The Art Monk Hall of Fame Campaign

August 5, 2007

10 guys who belong in the Hall

Filed under: News — DjTj @ 2:21 am

FOX Sports on MSN
August 3, 2007

10 guys who belong in the Hall

I couldn’t agree more. Monk and Reed top my list of the 10 players not in the Hall of Fame who deserve to have their bronze busts displayed.

1. Art Monk, wide receiver, Redskins

Like Reed, Monk’s numbers are indisputable. He trails Reed by just 11 catches (940), ranking sixth; he is 11th in yards with 12,721 but ranks just 31st in touchdowns with 68. However, he once caught at least one pass in 183 consecutive games, and unlike Reed, Monk has three Super Bowl rings with three different quarterbacks (Joe Theismann, Doug Williams and Mark Rypien) throwing the passes.
Theismann once said “Art was Jerry Rice before Jerry Rice was,” and one Hall of Fame voter said he “remains mystified” why his fellow selectors have not seen the light, if for no other reason than no one currently enshrined in the Hall has more catches than Monk.

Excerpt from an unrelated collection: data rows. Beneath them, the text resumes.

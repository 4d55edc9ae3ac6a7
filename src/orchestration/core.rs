//! Orchestrator facade: wires stores, transports, strategies, resilience,
//! chain engine and scheduler together, and exposes the surface the HTTP
//! layer consumes.

use crate::config::RelayConfig;
use crate::error::Result;
use crate::execution::{
    EndpointStrategy, ExecutionOutcome, ParameterMap, SqlViewStrategy, StoredProcedureStrategy,
    StrategyRegistry,
};
use crate::models::TargetKind;
use crate::orchestration::audit::AuditTrail;
use crate::orchestration::continuation::ChainEngine;
use crate::orchestration::dispatcher::Dispatcher;
use crate::orchestration::scheduler::{SchedulerDaemon, SchedulerTrigger};
use crate::resilience::ResilienceLayer;
use crate::store::{AuditStore, ConfigurationStore};
use crate::transport::{ReqwestTransport, SqlxExecutor};
use std::sync::Arc;

pub struct Orchestrator {
    dispatcher: Arc<Dispatcher>,
    engine: Arc<ChainEngine>,
    scheduler: Arc<SchedulerTrigger>,
}

impl Orchestrator {
    /// Assemble the core from explicit collaborators. Tests inject mock
    /// strategies and stores here.
    pub fn new(
        runtime: RelayConfig,
        store: Arc<dyn ConfigurationStore>,
        audit_store: Arc<dyn AuditStore>,
        strategies: StrategyRegistry,
        daemon: Arc<dyn SchedulerDaemon>,
    ) -> Self {
        let resilience = Arc::new(ResilienceLayer::new(runtime.clone()));
        let dispatcher = Arc::new(Dispatcher::new(Arc::clone(&store), strategies));
        let engine = Arc::new(ChainEngine::new(
            Arc::clone(&store),
            Arc::clone(&dispatcher),
            resilience,
            AuditTrail::new(audit_store),
            runtime.orchestration.fan_out_limit,
        ));
        let scheduler = Arc::new(SchedulerTrigger::new(
            store,
            Arc::clone(&engine),
            daemon,
            runtime.scheduler.trigger_prefix.clone(),
        ));

        Self {
            dispatcher,
            engine,
            scheduler,
        }
    }

    /// Assemble the core with the bundled sqlx and reqwest transports
    /// behind the three standard strategies.
    pub fn with_default_transports(
        runtime: RelayConfig,
        store: Arc<dyn ConfigurationStore>,
        audit_store: Arc<dyn AuditStore>,
        daemon: Arc<dyn SchedulerDaemon>,
    ) -> Result<Self> {
        let sql = Arc::new(SqlxExecutor::new(10));
        let http = Arc::new(ReqwestTransport::new(runtime.http_timeout())?);

        let strategies = StrategyRegistry::new()
            .register(
                TargetKind::StoredProcedure,
                Arc::new(StoredProcedureStrategy::new(sql.clone())),
            )
            .register(TargetKind::SqlView, Arc::new(SqlViewStrategy::new(sql)))
            .register(TargetKind::Endpoint, Arc::new(EndpointStrategy::new(http)));

        Ok(Self::new(runtime, store, audit_store, strategies, daemon))
    }

    /// Single dispatch, no chaining.
    pub async fn execute(
        &self,
        service_name: &str,
        params: &ParameterMap,
    ) -> Result<ExecutionOutcome> {
        self.dispatcher.execute(service_name, params).await
    }

    /// Single dispatch through the scalar contract.
    pub async fn execute_scalar(&self, service_name: &str, params: &ParameterMap) -> Result<u64> {
        self.dispatcher.execute_scalar(service_name, params).await
    }

    /// Full continuation chain.
    pub async fn run_chain(
        &self,
        service_name: &str,
        params: ParameterMap,
    ) -> Result<ExecutionOutcome> {
        self.engine.run_chain(service_name, params).await
    }

    /// Scheduler-invoked entry point.
    pub async fn run_scheduled(&self, config_id: i64) -> Result<()> {
        self.scheduler.run_scheduled(config_id).await
    }

    /// Administrative trigger reconciliation.
    pub async fn refresh_triggers(&self) -> Result<()> {
        self.scheduler.refresh_triggers().await
    }

    pub fn scheduler(&self) -> &Arc<SchedulerTrigger> {
        &self.scheduler
    }

    pub fn engine(&self) -> &Arc<ChainEngine> {
        &self.engine
    }
}
//! # Outbound Transports
//!
//! Seams to the outside world consumed by the execution strategies: a SQL
//! executor keyed by provider and an HTTP client for endpoint calls. The
//! bundled implementations ([`SqlxExecutor`], [`ReqwestTransport`]) cover
//! the common cases; deployments with other drivers supply their own trait
//! implementations.

pub mod http;
pub mod sql;

use crate::error::Result;
use crate::execution::ResultRow;
use crate::models::SqlProvider;
use serde::{Deserialize, Serialize};

pub use http::ReqwestTransport;
pub use sql::SqlxExecutor;

/// A single bindable SQL value. The relay value space is intentionally
/// narrow: string, number, boolean or null, mirroring what result rows can
/// carry back.
#[derive(Debug, Clone, PartialEq, Serialize, Deserialize)]
pub enum BindValue {
    Null,
    Bool(bool),
    Int(i64),
    Float(f64),
    Text(String),
}

impl BindValue {
    /// Convert a JSON parameter value to its SQL binding. Empty and blank
    /// strings bind as NULL; nested structures degrade to their JSON text.
    pub fn from_json(value: &serde_json::Value) -> BindValue {
        match value {
            serde_json::Value::Null => BindValue::Null,
            serde_json::Value::Bool(b) => BindValue::Bool(*b),
            serde_json::Value::Number(n) => {
                if let Some(i) = n.as_i64() {
                    BindValue::Int(i)
                } else {
                    BindValue::Float(n.as_f64().unwrap_or(0.0))
                }
            }
            serde_json::Value::String(s) => {
                if s.trim().is_empty() {
                    BindValue::Null
                } else {
                    BindValue::Text(s.clone())
                }
            }
            other => BindValue::Text(other.to_string()),
        }
    }

    pub fn is_null(&self) -> bool {
        matches!(self, BindValue::Null)
    }
}

/// SQL text plus its ordered bind values.
#[derive(Debug, Clone, PartialEq)]
pub struct SqlStatement {
    pub sql: String,
    pub binds: Vec<BindValue>,
}

impl SqlStatement {
    pub fn new(sql: impl Into<String>, binds: Vec<BindValue>) -> Self {
        Self {
            sql: sql.into(),
            binds,
        }
    }
}

/// Positional placeholder syntax for a provider, 0-indexed.
pub fn placeholder(provider: SqlProvider, index: usize) -> String {
    match provider {
        SqlProvider::PostgreSql => format!("${}", index + 1),
        SqlProvider::MySql => "?".to_string(),
        SqlProvider::SqlServer => format!("@P{}", index + 1),
        SqlProvider::Oracle => format!(":{}", index + 1),
    }
}

/// Executes prepared SQL against a connection descriptor.
#[async_trait::async_trait]
pub trait SqlExecutor: Send + Sync {
    /// Run a query-shaped statement and return its ordered rows.
    async fn fetch_rows(
        &self,
        connection: &str,
        provider: SqlProvider,
        statement: SqlStatement,
    ) -> Result<Vec<ResultRow>>;

    /// Run a scalar-shaped statement and return the rows-affected count.
    async fn execute(
        &self,
        connection: &str,
        provider: SqlProvider,
        statement: SqlStatement,
    ) -> Result<u64>;
}

/// Posts JSON bodies to endpoint targets.
#[async_trait::async_trait]
pub trait HttpTransport: Send + Sync {
    async fn post_json(&self, url: &str, body: &serde_json::Value) -> Result<serde_json::Value>;
}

Monk was as steady as they come, but he was a quiet man who did not have much to say, and maybe that’s why the voters have looked down on him, teasing him with seven finalist appearances but rejecting him each time when it came to the final vote.

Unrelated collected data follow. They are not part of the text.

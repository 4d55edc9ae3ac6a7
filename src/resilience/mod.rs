//! # Resilience Layer
//!
//! Fault tolerance for every outbound call the orchestration core makes:
//! bounded retries with per-attempt and global timeouts, exponential
//! backoff, and circuit breakers that fail fast while a backend is down.
//!
//! ## Architecture
//!
//! - **Circuit Breakers**: one per logical backend target, held in a
//!   [`CircuitBreakerManager`] registry constructed at startup.
//! - **Retry Executor**: wraps an operation with the configured attempt
//!   budget and timeouts; only transient failures are retried and only
//!   transient failures count toward a breaker's threshold.
//! - **Facade**: [`ResilienceLayer`] combines both so callers name a
//!   target and a policy and pass a closure.
//!
//! The breaker is deliberately two-state: Closed and Open. When the
//! cooldown elapses the first check re-admits calls and resets the
//! counter; there is no half-open probe phase.
//!
//! ## Usage
//!
//! ```rust,no_run
//! use relay_core::resilience::{CircuitBreaker, CircuitBreakerConfig};
//! use std::time::Duration;
//!
//! # async fn example() -> relay_core::error::Result<()> {
//! let config = CircuitBreakerConfig {
//!     failure_threshold: 5,
//!     cooldown: Duration::from_secs(30),
//! };
//! let breaker = CircuitBreaker::new("reporting-db".to_string(), config);
//!
//! breaker.try_acquire().await?;
//! // ... perform the call, then record the outcome:
//! breaker.record_success().await;
//! # Ok(())
//! # }
//! ```

pub mod circuit_breaker;
pub mod config;
pub mod layer;
pub mod manager;
pub mod retry;

pub use circuit_breaker::{CircuitBreaker, CircuitState};
pub use layer::ResilienceLayer;
pub use self::config::CircuitBreakerConfig;
pub use manager::CircuitBreakerManager;
pub use retry::{execute_with_retry, RetryPolicy};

Monk played in three Pro Bowls, was named to the NFL’s All-Decades team of the 1980s and is in the prestigious Redskins’ Ring of Fame. Bill Parcells once said “Monk is headed to Canton downhill on roller skates.” It has been a long hill, and sadly, the end is nowhere in sight.


  1. why isnt monk in the football hall of fame,or thiesmann for that matter of inquiry?Why arent AFL players also given thier due?There should be over 350 Hall of Famers.I believe that the $10,000 payment that is given to each HOF monthly plays an important role in why there isnt more HOFers than there should be.

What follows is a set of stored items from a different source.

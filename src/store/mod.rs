//! # Collaborator Stores
//!
//! The orchestration core reads configuration and appends audit rows
//! through these traits. The persistence layer itself (CRUD, soft delete,
//! restore) lives outside this crate; [`memory`] provides the reference
//! implementations used by the integration tests and examples.
//!
//! Contract: every lookup returns only non-soft-deleted rows and raises
//! [`crate::error::RelayError::NotFound`] otherwise.

pub mod memory;

use crate::error::Result;
use crate::models::{
    ContinuationMapping, ExecutionConfig, ExecutionRecord, NewExecutionRecord, Schedule,
    ServiceDefinition,
};

pub use memory::{InMemoryAuditStore, InMemoryConfigStore};

/// Read-only access to the stored service configuration.
#[async_trait::async_trait]
pub trait ConfigurationStore: Send + Sync {
    /// Resolve a service definition by its unique name.
    async fn service_by_name(&self, name: &str) -> Result<ServiceDefinition>;

    /// Resolve a service definition by id.
    async fn service_by_id(&self, id: i64) -> Result<ServiceDefinition>;

    /// All execution configurations belonging to a service, creation order.
    async fn configs_by_service(&self, service_id: i64) -> Result<Vec<ExecutionConfig>>;

    /// Resolve an execution configuration by id.
    async fn config_by_id(&self, id: i64) -> Result<ExecutionConfig>;

    /// Continuation mappings whose source is the given configuration.
    /// Empty when none are defined.
    async fn continuations_by_config(&self, config_id: i64) -> Result<Vec<ContinuationMapping>>;

    /// The schedule attached to a configuration, if any.
    async fn schedule_by_config(&self, config_id: i64) -> Result<Option<Schedule>>;

    /// Every configuration flagged for cron scheduling.
    async fn scheduled_configs(&self) -> Result<Vec<ExecutionConfig>>;
}

/// Append-only sink for execution records.
#[async_trait::async_trait]
pub trait AuditStore: Send + Sync {
    /// Persist a record and return it with its assigned id.
    async fn insert(&self, record: NewExecutionRecord) -> Result<ExecutionRecord>;
}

    Comment by robert bailey — August 7, 2007 @ 7:52 pm

  2. In considering Monk vs. Cris Carter, Tim Brown and Andre Reed, it should be noted that Monk’s personal playoff stats are the best of the bunch. His yards per game, catches per game, and yards per catch numbers beat out those of Carter, Brown, and Reed. Carter and Reed have Very Small advantages in TDs per game, while Monk beats out Brown even in this category. Playoff TD numbers are close, even though all of these other guys played in passing-first offenses, while Monk’s Redskins teams were power running teams at heart. If you compare each of these guys’ numbers in NFC/AFC Championship games, Monk sweeps ALL categories, outgaining the next best candidate by nearly 40 YARDS a game!
    Not only this, but Monk and the Redskins faced Much better competition in their playoff games. If you compare these candidates based on the number of Super Bowl winners and losers they played during their post season exploits, you’ll find that Monk and the ‘Skins come out WAY on top.
    Consider these purely anectdotal facts: Carter and the Vikings lost their two NFC Championship game appearances to the Chris Chandler-led Atlanta Falcons and the Kerry Collins-led NY Giants. Monk and the ‘Skins NEVER lost a playoff game to a team that was more than 2 years removed from a Super Bowl championship. I’ve created a statistic to compare the greatness of playoff opponents called the POGQ (playoff opponent greatness quotient) which I will not trouble you with here. Suffice to say, Monk and the ‘Skins win out in that comparison. Not only that, the teams who Monk and the ‘Skins faced in the playoffs actually had a higher regular season winning percentage than those faced by Carter, Brown or Reed.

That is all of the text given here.